OpenAI has begun showing off its GPT-5.6 series to a small circle of trusted partners, with a wider release planned for the coming weeks. The new series comes in three versions: Sol, Terra, and Luna, each aimed at a different type of user and use case. As reported by Engadget, the company positioned Sol as its most capable model to date, while Terra and Luna target cost-conscious users who do not need maximum performance.
The rollout is not entirely business as usual. OpenAI gave the US government a preview of GPT-5.6 before making it available to partners, and the partner preview itself is happening partly because the administration requested it. The company says partners in the preview are ones “whose participation has been shared” with the government. OpenAI was quick to note this is a short-term arrangement. “We don’t believe this kind of government access process should become the long-term default,” the company wrote in its announcement.
That context matters. President Trump signed an AI cybersecurity order earlier this month asking companies to submit their most powerful models for voluntary government review 30 days before any public release. According to a recent New York Times report, OpenAI, Anthropic, Google, xAI, and Microsoft had already been giving the government early access to their models even before the order was signed.
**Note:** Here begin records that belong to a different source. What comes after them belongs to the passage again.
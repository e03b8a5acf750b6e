use std::fmt;
use std::fmt::{Debug, Formatter};
use std::path::PathBuf;

use zeroize_derive::{Zeroize, ZeroizeOnDrop};

pub mod error;
pub mod token;

/// A single object as reported by a container listing.
#[derive(Debug, Clone, PartialEq, Eq)]
pub struct ObjectEntry {
    pub name: String,
    pub size_bytes: u64,
}

impl ObjectEntry {
    pub fn new(name: impl Into<String>, size_bytes: u64) -> Self {
        Self {
            name: name.into(),
            size_bytes,
        }
    }
}

/// One page of a container listing.
///
/// A failed page never carries entries. `next_marker` is the continuation
/// point for the following page; `None` marks the end of the listing.
#[derive(Debug, Clone, PartialEq, Eq)]
pub struct ListingPage {
    pub success: bool,
    pub items: Vec<ObjectEntry>,
    pub error: Option<String>,
    pub next_marker: Option<String>,
}

impl ListingPage {
    pub fn succeeded(items: Vec<ObjectEntry>, next_marker: Option<String>) -> Self {
        Self {
            success: true,
            items,
            error: None,
            next_marker,
        }
    }

    pub fn failed(error: impl Into<String>) -> Self {
        Self {
            success: false,
            items: Vec::new(),
            error: Some(error.into()),
            next_marker: None,
        }
    }

    pub fn total_bytes(&self) -> u64 {
        self.items.iter().map(|entry| entry.size_bytes).sum()
    }
}

/// The metadata fields compared when deciding whether two objects are the same.
#[derive(Debug, Clone, PartialEq, Eq, Default)]
pub struct ObjectHeaders {
    pub content_length: u64,
    pub etag: String,
    pub content_type: String,
}

/// Result of a metadata lookup for a single object name.
#[derive(Debug, Clone, PartialEq, Eq)]
pub struct StatResult {
    pub object: String,
    pub success: bool,
    pub headers: Option<ObjectHeaders>,
    pub error: Option<String>,
}

impl StatResult {
    pub fn found(object: impl Into<String>, headers: ObjectHeaders) -> Self {
        Self {
            object: object.into(),
            success: true,
            headers: Some(headers),
            error: None,
        }
    }

    pub fn not_found(object: impl Into<String>, error: impl Into<String>) -> Self {
        Self {
            object: object.into(),
            success: false,
            headers: None,
            error: Some(error.into()),
        }
    }

    pub fn content_length(&self) -> u64 {
        self.headers.as_ref().map_or(0, |h| h.content_length)
    }
}

/// Store-side details attached to a successful delete.
#[derive(Debug, Clone, PartialEq, Eq, Default)]
pub struct DeleteResponseDetails {
    pub request_id: Option<String>,
    pub version_id: Option<String>,
    pub delete_marker: bool,
}

/// Per-object outcome of a delete request.
#[derive(Debug, Clone, PartialEq, Eq)]
pub struct DeleteResponse {
    pub success: bool,
    pub action: String,
    pub container: String,
    pub object: String,
    pub attempts: u32,
    pub response: Option<DeleteResponseDetails>,
    pub error: Option<String>,
}

/// Diagnostic events emitted by the audit components.
///
/// The pipeline hands the sending side to every component; the binary drains
/// the receiving side for the progress display.
#[derive(Debug, Clone, PartialEq)]
pub enum AuditStatistics {
    PageListed {
        container: String,
        objects: u64,
        bytes: u64,
    },
    PageFailed {
        container: String,
        error: String,
    },
    DuplicateFound {
        key: String,
        bytes: u64,
    },
    NotDuplicate {
        key: String,
    },
    StatAmbiguous {
        key: String,
    },
    DeleteComplete {
        key: String,
    },
    DeleteError {
        key: String,
    },
    MissingLocal {
        key: String,
    },
}

/// AWS configuration file locations.
#[derive(Debug, Clone, Default)]
pub struct ClientConfigLocation {
    pub aws_config_file: Option<PathBuf>,
    pub aws_shared_credentials_file: Option<PathBuf>,
}

/// Credential sources for the object store session.
#[derive(Debug, Clone)]
pub enum S3Credentials {
    Profile(String),
    Credentials { access_keys: AccessKeys },
    FromEnvironment,
}

/// Access key pair. Secrets are cleared from memory on drop.
#[derive(Clone, Zeroize, ZeroizeOnDrop)]
pub struct AccessKeys {
    pub access_key: String,
    pub secret_access_key: String,
    pub session_token: Option<String>,
}

impl Debug for AccessKeys {
    fn fmt(&self, f: &mut Formatter<'_>) -> fmt::Result {
        let mut keys = f.debug_struct("AccessKeys");
        let session_token = self
            .session_token
            .as_ref()
            .map_or("None", |_| "** redacted **");
        keys.field("access_key", &self.access_key)
            .field("secret_access_key", &"** redacted **")
            .field("session_token", &session_token);
        keys.finish()
    }
}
Meta was the only holdout, and the US government has reportedly been pushing it to follow suit.
The three variants in the GPT-5.6 series are clearly differentiated by capability and price:
- Sol is the flagship model, built for deep reasoning and cybersecurity work. It includes a new “max” reasoning effort mode that gives it more time to think through complex problems. OpenAI says Sol is its best model for finding and fixing software vulnerabilities.
- Terra is designed for everyday tasks. OpenAI says it performs similarly to GPT-5.5 but costs half as much.
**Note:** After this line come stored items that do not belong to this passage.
use std::sync::Arc;
use std::sync::atomic::{AtomicBool, Ordering};

use anyhow::{Result, anyhow};

use crate::config::Config;
use crate::storage::Storage;
use crate::types::AuditStatistics;
use crate::types::error::AuditError;
use crate::types::token::PipelineCancellationToken;

/// Shared context handed to every audit component.
///
/// Carries the store, the run configuration and the injected diagnostics:
/// the statistics channel (reached through the store) and the warning flag.
/// Components never consult global state for either.
#[derive(Clone)]
pub struct Stage {
    pub config: Config,
    pub target: Storage,
    pub cancellation_token: PipelineCancellationToken,
    pub has_warning: Arc<AtomicBool>,
}

impl Stage {
    pub fn new(
        config: Config,
        target: Storage,
        cancellation_token: PipelineCancellationToken,
        has_warning: Arc<AtomicBool>,
    ) -> Self {
        Self {
            config,
            target,
            cancellation_token,
            has_warning,
        }
    }

    /// Send a statistics event through the storage stats channel.
    pub async fn send_stats(&self, stats: AuditStatistics) {
        let _ = self.target.get_stats_sender().send(stats).await;
    }

    /// Set the warning flag to indicate a non-fatal issue occurred.
    pub fn set_warning(&self) {
        self.has_warning.store(true, Ordering::SeqCst);
    }

    /// Fail with [`AuditError::Cancelled`] once the run has been cancelled.
    pub fn check_cancelled(&self) -> Result<()> {
        if self.cancellation_token.is_cancelled() {
            return Err(anyhow!(AuditError::Cancelled));
        }
        Ok(())
    }
}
- Luna is the cheapest option in the series, aimed at high-volume, lower-stakes tasks.
Pricing for the series reflects that tiered structure. Sol costs $5 per million input tokens and $30 per million output tokens. Terra comes in at $2.50 for input and $15 for output. Luna is the most affordable at $1 for input and $6 for output. For comparison, Anthropic’s Fable model, before it was pulled from availability, cost $10 per million input tokens and $50 per million output tokens, making Sol a notably cheaper option for high-end AI work.
Security is a major theme running through the GPT-5.6 launch. OpenAI says it spent several weeks stress-testing the models before release, looking for weaknesses and hardening them against real-world attacks. The company also trained all three variants to refuse what it calls “prohibited cyber assistance,” which includes attempts to jailbreak the model. It dedicated 700,000 GPU hours to finding universal jailbreaks and developing defenses against them. OpenAI also says it will run a rapid-response process to identify and address newly discovered jailbreaks going forward.
That focus on jailbreak prevention comes at a sensitive time for the industry. A few weeks ago, Anthropic suspended access to its Mythos 5 and Fable 5 models following a government directive. The company did not officially explain why, but reports indicated that Amazon and other companies had alerted authorities that the models could be jailbroken for malicious use. Access has since begun to be restored after the US government gave Anthropic permission to redeploy Mythos to a select group of organizations. OpenAI’s aggressive approach to jailbreak prevention looks like a direct response to that situation, an attempt to avoid a similar outcome with its own models.
The broader picture here is that AI companies are operating in a new regulatory environment where government oversight is no longer theoretical. The preview process for GPT-5.6 shows how quickly that relationship between the AI industry and Washington has shifted, and how much companies like OpenAI are now building their release strategies around it.